List each line of the data that holds the word "hint".

── GIVEN ENTRIES

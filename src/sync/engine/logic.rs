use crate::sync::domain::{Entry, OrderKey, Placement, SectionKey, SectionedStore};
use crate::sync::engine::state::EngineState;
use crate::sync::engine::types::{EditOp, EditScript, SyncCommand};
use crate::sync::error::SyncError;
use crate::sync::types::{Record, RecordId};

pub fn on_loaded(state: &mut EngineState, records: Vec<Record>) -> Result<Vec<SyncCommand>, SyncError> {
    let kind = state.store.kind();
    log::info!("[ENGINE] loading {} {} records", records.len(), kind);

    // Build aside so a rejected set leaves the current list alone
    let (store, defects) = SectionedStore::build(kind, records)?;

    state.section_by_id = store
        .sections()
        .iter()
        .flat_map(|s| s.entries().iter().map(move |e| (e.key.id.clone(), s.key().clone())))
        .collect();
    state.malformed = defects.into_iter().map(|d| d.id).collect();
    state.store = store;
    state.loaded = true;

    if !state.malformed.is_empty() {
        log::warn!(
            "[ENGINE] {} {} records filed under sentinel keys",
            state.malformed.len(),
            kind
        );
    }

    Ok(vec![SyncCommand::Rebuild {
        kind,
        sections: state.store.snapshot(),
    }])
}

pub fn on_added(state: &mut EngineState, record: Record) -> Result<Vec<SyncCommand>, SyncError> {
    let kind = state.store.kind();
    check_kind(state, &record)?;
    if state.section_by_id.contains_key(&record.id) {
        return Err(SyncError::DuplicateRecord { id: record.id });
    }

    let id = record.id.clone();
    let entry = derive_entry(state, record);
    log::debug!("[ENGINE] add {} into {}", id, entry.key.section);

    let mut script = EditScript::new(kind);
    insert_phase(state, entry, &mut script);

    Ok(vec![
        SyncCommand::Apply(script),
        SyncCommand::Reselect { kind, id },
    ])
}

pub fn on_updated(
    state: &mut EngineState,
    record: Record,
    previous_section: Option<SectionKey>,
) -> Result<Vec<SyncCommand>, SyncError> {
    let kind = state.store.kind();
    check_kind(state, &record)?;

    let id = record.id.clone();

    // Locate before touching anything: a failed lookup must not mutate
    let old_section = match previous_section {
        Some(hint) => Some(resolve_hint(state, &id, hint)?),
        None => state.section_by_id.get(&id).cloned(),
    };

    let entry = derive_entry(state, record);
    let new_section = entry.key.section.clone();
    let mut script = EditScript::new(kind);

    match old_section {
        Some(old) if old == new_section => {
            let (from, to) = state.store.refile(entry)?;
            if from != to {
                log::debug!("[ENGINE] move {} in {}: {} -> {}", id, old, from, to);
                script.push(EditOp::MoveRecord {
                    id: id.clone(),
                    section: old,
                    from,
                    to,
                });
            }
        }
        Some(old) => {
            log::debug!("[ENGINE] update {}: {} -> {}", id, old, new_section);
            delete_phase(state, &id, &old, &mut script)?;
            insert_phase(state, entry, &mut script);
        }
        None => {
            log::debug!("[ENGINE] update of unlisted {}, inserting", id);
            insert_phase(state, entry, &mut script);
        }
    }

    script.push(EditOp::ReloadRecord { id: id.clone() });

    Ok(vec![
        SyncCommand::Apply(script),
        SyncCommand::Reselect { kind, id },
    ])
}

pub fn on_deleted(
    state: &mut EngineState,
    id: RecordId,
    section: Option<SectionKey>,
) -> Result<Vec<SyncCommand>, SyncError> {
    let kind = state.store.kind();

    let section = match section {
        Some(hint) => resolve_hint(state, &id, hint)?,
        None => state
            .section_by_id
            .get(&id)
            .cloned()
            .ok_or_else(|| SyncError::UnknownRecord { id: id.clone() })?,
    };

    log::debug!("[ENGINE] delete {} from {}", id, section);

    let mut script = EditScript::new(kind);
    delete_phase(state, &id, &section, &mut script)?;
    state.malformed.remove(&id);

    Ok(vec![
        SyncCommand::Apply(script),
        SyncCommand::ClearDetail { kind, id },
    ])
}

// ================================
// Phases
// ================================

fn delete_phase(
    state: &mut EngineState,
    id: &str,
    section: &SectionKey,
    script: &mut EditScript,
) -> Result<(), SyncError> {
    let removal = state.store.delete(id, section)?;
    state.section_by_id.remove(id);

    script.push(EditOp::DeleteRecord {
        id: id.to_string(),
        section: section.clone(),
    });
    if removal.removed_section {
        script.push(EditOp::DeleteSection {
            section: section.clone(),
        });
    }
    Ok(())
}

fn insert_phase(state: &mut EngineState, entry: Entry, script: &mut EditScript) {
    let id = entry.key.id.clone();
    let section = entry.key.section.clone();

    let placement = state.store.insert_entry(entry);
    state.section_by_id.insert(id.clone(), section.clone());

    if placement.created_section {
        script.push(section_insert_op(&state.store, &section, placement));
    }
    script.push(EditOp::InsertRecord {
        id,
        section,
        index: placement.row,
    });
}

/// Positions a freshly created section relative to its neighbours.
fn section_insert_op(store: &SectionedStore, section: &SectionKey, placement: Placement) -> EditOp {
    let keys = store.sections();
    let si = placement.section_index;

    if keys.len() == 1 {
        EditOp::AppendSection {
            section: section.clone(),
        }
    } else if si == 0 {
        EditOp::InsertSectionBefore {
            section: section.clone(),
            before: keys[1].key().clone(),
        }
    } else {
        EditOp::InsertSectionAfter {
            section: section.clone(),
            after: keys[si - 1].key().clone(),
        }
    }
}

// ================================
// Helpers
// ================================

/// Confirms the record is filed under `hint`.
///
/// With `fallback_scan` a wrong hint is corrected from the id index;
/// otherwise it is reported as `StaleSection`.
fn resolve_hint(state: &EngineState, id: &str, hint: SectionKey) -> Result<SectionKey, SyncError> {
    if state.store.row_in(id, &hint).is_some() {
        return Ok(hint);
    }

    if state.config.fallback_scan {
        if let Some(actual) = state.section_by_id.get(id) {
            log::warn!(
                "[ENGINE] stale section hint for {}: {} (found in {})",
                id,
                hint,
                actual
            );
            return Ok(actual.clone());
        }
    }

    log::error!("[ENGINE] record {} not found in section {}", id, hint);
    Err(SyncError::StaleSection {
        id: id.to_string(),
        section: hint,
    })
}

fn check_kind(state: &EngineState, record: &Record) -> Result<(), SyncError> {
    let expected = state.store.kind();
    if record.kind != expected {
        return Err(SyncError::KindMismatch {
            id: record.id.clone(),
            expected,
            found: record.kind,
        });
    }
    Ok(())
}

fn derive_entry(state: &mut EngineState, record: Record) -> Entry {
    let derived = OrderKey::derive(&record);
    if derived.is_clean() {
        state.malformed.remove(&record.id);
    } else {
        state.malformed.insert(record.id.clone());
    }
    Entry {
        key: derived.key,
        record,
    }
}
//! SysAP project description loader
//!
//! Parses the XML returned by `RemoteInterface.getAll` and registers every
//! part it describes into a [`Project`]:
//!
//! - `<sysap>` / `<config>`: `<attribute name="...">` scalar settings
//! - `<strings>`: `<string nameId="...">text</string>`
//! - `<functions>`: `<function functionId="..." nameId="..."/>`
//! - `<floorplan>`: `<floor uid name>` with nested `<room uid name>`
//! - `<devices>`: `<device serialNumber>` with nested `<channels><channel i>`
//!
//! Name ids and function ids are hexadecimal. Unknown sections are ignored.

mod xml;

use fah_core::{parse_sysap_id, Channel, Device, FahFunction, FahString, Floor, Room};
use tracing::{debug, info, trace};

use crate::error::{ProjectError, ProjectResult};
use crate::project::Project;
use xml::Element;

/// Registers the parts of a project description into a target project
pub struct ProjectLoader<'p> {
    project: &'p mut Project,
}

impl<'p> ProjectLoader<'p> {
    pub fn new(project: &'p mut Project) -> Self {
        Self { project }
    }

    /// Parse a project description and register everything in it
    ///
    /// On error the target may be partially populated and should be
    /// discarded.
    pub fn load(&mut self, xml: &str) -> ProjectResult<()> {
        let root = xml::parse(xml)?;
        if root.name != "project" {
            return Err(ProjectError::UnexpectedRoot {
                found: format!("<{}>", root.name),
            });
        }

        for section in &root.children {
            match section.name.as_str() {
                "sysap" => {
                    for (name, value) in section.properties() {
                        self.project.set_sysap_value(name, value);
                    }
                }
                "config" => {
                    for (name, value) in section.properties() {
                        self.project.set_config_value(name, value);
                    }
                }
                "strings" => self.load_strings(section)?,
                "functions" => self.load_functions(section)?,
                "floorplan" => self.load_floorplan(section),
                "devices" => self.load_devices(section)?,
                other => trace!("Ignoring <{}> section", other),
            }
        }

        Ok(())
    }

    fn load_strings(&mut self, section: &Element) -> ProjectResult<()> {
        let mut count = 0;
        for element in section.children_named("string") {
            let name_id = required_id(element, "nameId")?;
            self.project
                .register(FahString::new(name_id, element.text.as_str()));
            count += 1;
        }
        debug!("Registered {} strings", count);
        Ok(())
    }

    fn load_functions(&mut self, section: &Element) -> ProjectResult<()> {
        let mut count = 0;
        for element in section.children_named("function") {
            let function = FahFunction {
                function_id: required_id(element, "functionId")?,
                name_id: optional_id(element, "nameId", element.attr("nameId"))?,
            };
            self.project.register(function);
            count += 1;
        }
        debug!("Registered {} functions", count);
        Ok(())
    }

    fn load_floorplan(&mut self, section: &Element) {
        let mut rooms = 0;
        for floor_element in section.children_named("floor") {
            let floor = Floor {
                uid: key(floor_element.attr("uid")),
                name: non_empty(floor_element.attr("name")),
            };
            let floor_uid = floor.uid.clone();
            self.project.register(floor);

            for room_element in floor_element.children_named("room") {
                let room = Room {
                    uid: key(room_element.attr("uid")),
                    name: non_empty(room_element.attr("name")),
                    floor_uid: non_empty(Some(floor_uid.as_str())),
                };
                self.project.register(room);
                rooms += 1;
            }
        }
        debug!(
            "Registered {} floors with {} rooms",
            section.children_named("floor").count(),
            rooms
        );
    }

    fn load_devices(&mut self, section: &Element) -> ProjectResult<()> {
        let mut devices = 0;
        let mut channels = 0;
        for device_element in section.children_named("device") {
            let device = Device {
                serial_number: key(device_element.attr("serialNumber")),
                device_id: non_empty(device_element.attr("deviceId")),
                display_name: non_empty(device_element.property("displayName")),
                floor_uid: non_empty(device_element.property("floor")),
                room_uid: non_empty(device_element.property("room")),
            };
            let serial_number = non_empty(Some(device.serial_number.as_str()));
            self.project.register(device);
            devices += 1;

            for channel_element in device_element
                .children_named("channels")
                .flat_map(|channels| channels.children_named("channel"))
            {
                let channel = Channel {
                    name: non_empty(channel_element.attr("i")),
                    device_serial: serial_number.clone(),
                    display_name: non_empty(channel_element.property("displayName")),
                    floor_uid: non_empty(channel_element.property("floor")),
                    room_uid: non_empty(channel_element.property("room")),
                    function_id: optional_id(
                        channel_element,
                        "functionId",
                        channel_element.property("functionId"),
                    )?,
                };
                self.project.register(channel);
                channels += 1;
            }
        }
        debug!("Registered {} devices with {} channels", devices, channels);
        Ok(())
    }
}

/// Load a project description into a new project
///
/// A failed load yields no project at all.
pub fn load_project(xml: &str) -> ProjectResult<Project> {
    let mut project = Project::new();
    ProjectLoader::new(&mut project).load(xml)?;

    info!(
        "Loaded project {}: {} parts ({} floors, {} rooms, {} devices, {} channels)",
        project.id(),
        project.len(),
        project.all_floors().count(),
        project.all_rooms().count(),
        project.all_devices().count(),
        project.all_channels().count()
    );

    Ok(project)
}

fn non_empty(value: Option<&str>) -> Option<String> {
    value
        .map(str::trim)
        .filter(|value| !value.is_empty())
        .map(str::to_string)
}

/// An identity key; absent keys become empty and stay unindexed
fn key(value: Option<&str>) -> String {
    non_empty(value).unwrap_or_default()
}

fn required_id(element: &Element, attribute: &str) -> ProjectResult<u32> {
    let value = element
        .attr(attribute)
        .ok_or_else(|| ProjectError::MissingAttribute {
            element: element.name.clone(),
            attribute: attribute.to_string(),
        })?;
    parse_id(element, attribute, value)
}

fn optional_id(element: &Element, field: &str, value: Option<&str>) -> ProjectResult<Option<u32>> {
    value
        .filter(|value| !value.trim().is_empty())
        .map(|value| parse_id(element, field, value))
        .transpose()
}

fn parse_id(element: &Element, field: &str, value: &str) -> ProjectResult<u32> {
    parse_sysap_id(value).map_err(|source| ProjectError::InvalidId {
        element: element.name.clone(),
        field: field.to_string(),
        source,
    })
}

────

• WRITTEN REPLY
        Some(hint) => Some(resolve_hint(state, &id, hint)?),
        Some(hint) => resolve_hint(state, &id, hint)?,
/// Confirms the record is filed under `hint`.
/// With `fallback_scan` a wrong hint is corrected from the id index;
fn resolve_hint(state: &EngineState, id: &str, hint: SectionKey) -> Result<SectionKey, SyncError> {
    if state.store.row_in(id, &hint).is_some() {
        return Ok(hint);
                "[ENGINE] stale section hint for {}: {} (found in {})",
                hint,
    log::error!("[ENGINE] record {} not found in section {}", id, hint);
        section: hint,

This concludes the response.